* [DATA SHOWN]:
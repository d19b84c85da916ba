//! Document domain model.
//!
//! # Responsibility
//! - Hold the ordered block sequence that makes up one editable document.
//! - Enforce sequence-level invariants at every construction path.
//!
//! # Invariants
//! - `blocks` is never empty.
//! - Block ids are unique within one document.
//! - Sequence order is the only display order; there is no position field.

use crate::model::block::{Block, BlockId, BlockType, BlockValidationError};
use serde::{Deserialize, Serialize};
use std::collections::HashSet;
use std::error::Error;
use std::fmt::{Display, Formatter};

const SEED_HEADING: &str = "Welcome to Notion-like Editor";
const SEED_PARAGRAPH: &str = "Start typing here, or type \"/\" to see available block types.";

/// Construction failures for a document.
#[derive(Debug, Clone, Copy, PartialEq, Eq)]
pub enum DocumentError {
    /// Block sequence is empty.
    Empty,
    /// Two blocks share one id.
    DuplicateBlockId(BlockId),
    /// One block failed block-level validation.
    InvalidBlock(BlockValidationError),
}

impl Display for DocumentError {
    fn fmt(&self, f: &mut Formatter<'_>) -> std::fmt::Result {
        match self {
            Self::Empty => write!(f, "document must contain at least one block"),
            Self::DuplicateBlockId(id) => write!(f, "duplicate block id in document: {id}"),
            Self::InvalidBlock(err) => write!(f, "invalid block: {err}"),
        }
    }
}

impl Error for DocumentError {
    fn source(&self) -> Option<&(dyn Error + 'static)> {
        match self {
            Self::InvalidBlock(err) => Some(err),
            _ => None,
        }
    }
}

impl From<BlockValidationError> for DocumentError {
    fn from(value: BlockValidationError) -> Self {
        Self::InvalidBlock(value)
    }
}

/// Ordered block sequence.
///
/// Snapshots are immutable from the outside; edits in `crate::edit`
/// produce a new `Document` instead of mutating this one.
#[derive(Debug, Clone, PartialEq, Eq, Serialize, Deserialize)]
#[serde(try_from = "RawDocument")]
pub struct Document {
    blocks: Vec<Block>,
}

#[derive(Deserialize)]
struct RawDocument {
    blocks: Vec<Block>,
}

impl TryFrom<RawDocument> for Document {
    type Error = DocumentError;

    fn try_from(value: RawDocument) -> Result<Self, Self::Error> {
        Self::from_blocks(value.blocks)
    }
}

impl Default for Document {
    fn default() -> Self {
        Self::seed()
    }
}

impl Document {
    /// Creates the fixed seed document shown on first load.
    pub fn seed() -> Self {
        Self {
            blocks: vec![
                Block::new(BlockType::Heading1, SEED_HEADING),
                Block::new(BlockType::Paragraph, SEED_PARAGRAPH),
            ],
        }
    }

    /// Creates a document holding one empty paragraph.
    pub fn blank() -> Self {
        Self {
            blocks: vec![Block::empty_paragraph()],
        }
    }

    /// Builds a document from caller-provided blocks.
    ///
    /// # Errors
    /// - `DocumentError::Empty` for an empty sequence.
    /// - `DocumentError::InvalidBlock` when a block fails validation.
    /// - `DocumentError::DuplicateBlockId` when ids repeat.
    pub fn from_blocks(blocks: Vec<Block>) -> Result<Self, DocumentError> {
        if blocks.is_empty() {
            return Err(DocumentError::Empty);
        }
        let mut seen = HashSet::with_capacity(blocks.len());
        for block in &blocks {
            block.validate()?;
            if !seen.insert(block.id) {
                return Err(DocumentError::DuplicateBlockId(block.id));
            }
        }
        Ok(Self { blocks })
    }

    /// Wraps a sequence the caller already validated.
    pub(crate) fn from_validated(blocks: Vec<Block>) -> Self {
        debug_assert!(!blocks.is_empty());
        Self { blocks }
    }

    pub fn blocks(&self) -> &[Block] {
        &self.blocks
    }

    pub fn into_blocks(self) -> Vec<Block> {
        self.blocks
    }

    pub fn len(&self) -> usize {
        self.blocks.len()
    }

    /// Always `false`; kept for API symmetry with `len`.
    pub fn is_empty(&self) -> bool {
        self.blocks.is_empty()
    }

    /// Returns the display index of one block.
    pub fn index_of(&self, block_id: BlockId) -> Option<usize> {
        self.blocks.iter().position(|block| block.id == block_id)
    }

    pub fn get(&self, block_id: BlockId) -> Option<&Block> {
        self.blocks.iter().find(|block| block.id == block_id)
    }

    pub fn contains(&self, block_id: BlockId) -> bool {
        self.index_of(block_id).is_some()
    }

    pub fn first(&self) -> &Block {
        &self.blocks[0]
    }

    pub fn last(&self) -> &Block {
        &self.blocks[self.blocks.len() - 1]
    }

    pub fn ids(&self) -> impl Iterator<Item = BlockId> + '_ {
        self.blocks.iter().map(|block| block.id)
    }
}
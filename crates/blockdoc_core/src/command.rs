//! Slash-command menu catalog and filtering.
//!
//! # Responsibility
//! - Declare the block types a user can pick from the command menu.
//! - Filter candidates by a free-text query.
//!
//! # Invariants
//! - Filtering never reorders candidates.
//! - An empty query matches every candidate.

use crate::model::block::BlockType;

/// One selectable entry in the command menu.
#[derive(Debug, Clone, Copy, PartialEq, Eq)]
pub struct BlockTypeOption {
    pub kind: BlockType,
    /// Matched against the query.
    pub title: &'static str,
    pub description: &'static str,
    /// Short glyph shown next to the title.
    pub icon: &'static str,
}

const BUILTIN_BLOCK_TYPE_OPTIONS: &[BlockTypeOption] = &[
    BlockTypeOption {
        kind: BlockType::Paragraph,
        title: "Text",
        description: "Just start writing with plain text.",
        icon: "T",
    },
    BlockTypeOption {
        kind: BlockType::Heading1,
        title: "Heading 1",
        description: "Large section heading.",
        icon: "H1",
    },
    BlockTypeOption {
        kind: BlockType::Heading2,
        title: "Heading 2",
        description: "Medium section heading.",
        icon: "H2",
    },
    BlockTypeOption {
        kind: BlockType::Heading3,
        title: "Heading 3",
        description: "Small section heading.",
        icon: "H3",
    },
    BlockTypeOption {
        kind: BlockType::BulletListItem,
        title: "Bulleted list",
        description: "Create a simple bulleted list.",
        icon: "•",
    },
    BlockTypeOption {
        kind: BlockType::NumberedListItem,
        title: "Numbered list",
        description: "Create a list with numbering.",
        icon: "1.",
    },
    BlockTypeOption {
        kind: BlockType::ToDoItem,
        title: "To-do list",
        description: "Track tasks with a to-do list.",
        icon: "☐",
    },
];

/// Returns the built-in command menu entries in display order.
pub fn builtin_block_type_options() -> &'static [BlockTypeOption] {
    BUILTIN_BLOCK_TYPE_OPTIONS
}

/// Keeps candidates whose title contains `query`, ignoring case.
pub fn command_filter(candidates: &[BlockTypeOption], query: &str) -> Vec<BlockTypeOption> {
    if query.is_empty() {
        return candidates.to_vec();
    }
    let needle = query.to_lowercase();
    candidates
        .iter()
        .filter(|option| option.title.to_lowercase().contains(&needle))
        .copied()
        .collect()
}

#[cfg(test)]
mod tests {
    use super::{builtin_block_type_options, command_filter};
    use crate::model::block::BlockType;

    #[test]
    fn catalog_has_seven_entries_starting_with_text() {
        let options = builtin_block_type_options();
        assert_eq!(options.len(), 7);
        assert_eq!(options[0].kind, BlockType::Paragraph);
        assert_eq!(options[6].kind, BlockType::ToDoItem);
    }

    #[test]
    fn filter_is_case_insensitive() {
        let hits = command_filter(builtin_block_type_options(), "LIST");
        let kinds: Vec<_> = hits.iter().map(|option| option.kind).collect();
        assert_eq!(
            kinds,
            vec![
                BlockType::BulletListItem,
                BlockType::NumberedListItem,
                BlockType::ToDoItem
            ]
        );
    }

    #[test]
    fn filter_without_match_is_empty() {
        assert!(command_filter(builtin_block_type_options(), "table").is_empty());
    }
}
...
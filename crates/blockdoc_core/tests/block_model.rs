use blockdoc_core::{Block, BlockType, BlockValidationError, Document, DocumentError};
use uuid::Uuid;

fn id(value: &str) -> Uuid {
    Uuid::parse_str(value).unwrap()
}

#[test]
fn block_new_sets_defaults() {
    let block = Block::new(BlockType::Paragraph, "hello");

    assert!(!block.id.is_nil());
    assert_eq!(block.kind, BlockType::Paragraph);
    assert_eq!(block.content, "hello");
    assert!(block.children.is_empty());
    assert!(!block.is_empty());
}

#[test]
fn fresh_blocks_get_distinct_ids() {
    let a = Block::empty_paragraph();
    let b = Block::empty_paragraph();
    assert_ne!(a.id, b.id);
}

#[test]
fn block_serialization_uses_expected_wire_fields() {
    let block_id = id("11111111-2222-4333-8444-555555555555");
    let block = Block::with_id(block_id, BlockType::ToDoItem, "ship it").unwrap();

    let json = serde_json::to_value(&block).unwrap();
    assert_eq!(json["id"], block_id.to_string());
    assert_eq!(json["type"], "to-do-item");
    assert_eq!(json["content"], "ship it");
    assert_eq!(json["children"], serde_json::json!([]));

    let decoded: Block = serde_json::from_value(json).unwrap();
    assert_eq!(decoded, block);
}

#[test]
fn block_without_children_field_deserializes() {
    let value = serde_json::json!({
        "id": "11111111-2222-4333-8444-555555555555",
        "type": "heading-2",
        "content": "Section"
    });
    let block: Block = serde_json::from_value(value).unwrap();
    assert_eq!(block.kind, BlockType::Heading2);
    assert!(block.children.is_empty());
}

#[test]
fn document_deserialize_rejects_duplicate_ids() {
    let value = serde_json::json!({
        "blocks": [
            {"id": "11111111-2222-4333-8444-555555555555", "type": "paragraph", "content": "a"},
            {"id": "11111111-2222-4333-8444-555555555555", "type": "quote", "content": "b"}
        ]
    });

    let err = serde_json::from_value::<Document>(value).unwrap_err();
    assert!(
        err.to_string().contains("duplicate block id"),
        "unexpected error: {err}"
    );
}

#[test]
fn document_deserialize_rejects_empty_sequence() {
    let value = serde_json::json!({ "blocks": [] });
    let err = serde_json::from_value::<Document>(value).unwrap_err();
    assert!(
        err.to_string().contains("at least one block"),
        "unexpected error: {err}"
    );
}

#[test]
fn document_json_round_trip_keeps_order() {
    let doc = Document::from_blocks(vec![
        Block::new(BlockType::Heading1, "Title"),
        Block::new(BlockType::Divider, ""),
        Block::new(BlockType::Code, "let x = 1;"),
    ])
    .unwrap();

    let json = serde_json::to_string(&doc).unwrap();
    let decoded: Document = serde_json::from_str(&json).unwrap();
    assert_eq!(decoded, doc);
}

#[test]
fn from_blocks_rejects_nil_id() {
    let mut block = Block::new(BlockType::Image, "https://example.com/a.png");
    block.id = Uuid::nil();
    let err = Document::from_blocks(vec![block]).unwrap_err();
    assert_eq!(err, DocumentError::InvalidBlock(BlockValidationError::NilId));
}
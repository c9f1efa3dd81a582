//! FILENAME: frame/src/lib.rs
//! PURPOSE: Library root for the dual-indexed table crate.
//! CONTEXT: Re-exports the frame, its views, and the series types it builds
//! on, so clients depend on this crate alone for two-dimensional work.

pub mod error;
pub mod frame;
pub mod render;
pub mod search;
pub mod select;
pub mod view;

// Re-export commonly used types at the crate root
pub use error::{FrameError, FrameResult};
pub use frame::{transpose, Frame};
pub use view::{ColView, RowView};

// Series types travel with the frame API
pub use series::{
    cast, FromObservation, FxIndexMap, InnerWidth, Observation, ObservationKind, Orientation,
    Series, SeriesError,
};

* [WHAT THE EXERCISE ASKS]: When you reach the line containing "repository d19b84c85da916ba" in the data above, start copying exactly, and stop after the line containing "impl Display for".

* [ANSWER TO THIS PROBLEM]:
repository d19b84c85da916ba
//! Document domain model.
//!
//! # Responsibility
//! - Hold the ordered block sequence that makes up one editable document.
//! - Enforce sequence-level invariants at every construction path.
//!
//! # Invariants
//! - `blocks` is never empty.
//! - Block ids are unique within one document.
//! - Sequence order is the only display order; there is no position field.

use crate::model::block::{Block, BlockId, BlockType, BlockValidationError};
use serde::{Deserialize, Serialize};
use std::collections::HashSet;
use std::error::Error;
use std::fmt::{Display, Formatter};

const SEED_HEADING: &str = "Welcome to Notion-like Editor";
const SEED_PARAGRAPH: &str = "Start typing here, or type \"/\" to see available block types.";

/// Construction failures for a document.
#[derive(Debug, Clone, Copy, PartialEq, Eq)]
pub enum DocumentError {
    /// Block sequence is empty.
    Empty,
    /// Two blocks share one id.
    DuplicateBlockId(BlockId),
    /// One block failed block-level validation.
    InvalidBlock(BlockValidationError),
}

impl Display for DocumentError {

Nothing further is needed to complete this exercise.